**DATA TO PROCESS**
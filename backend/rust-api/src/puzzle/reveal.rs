use rand::seq::IndexedRandom;
use rand::Rng;

use super::grid::BLOCK;

/// Default number of cells pre-filled with the correct letter.
pub const DEFAULT_REVEAL_QUOTA: usize = 10;

/// Derive the player-facing puzzle string by re-revealing up to `quota`
/// cells of `display` from `answer`.
///
/// Block markers and clue-number digits are never revealed: they are not
/// answerable cells. Positions are drawn uniformly without replacement from
/// the eligible pool, so the quota is met exactly when the pool allows it
/// and the selection always terminates on short or heavily blocked grids.
/// Both strings are expected to be the same length; positions past the
/// shorter one are treated as ineligible.
///
/// Returns the patched display string and the revealed positions, recorded
/// on the puzzle record for audit.
pub fn reveal_letters<R: Rng + ?Sized>(
    display: &str,
    answer: &str,
    quota: usize,
    rng: &mut R,
) -> (String, Vec<usize>) {
    let mut cells: Vec<char> = display.chars().collect();
    let answer_cells: Vec<char> = answer.chars().collect();

    let bound = cells.len().min(answer_cells.len());
    let eligible: Vec<usize> = (0..bound)
        .filter(|&i| cells[i] != BLOCK && !cells[i].is_ascii_digit())
        .collect();

    let count = quota.min(eligible.len());
    let revealed: Vec<usize> = eligible.choose_multiple(rng, count).copied().collect();

    for &i in &revealed {
        cells[i] = answer_cells[i];
    }

    (cells.into_iter().collect(), revealed)
}

#[cfg(test)]
mod tests {
    use super::*;
    use rand::rngs::StdRng;
    use rand::SeedableRng;

    const ANSWER: &str = "CAT-O-EAWIN-";
    const DISPLAY: &str = "1  - -  3  -";

    fn rng(seed: u64) -> StdRng {
        StdRng::seed_from_u64(seed)
    }

    #[test]
    fn never_reveals_blocks_or_digits() {
        for seed in 0..50 {
            let (_, revealed) = reveal_letters(DISPLAY, ANSWER, 10, &mut rng(seed));
            for &i in &revealed {
                let original = DISPLAY.chars().nth(i).unwrap();
                assert_ne!(original, BLOCK, "seed {} revealed a block", seed);
                assert!(!original.is_ascii_digit(), "seed {} revealed a digit", seed);
            }
        }
    }

    #[test]
    fn reveals_at_most_quota_distinct_positions() {
        for seed in 0..50 {
            let (_, revealed) = reveal_letters(DISPLAY, ANSWER, 3, &mut rng(seed));
            assert_eq!(revealed.len(), 3);
            let mut dedup = revealed.clone();
            dedup.sort_unstable();
            dedup.dedup();
            assert_eq!(dedup.len(), revealed.len());
        }
    }

    #[test]
    fn patched_positions_show_answer_letters() {
        let (patched, revealed) = reveal_letters(DISPLAY, ANSWER, 10, &mut rng(7));
        let patched: Vec<char> = patched.chars().collect();
        let answer: Vec<char> = ANSWER.chars().collect();
        for &i in &revealed {
            assert_eq!(patched[i], answer[i]);
        }
        assert_eq!(patched.len(), DISPLAY.chars().count());
    }

    #[test]
    fn stops_early_when_pool_is_exhausted() {
        // only two eligible cells
        let (_, revealed) = reveal_letters("1 - ", "AB-C", 10, &mut rng(0));
        assert_eq!(revealed.len(), 2);
    }

    #[test]
    fn all_blocked_grid_reveals_nothing() {
        let (patched, revealed) = reveal_letters("----", "ABCD", 10, &mut rng(0));
        assert!(revealed.is_empty());
        assert_eq!(patched, "----");
    }

    #[test]
    fn length_mismatch_is_bounded_by_shorter_string() {
        let (patched, revealed) = reveal_letters("      ", "ABC", 10, &mut rng(1));
        assert!(revealed.iter().all(|&i| i < 3));
        assert_eq!(patched.chars().count(), 6);
    }
}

**REQUIRED ACTION**
Which lines of the records above contain the word "collect"? Report each one in full.

**PROBLEM SOLUTION**
    let mut cells: Vec<char> = display.chars().collect();
    let answer_cells: Vec<char> = answer.chars().collect();
        .collect();
    let revealed: Vec<usize> = eligible.choose_multiple(rng, count).copied().collect();
    (cells.into_iter().collect(), revealed)
        let patched: Vec<char> = patched.chars().collect();
        let answer: Vec<char> = ANSWER.chars().collect();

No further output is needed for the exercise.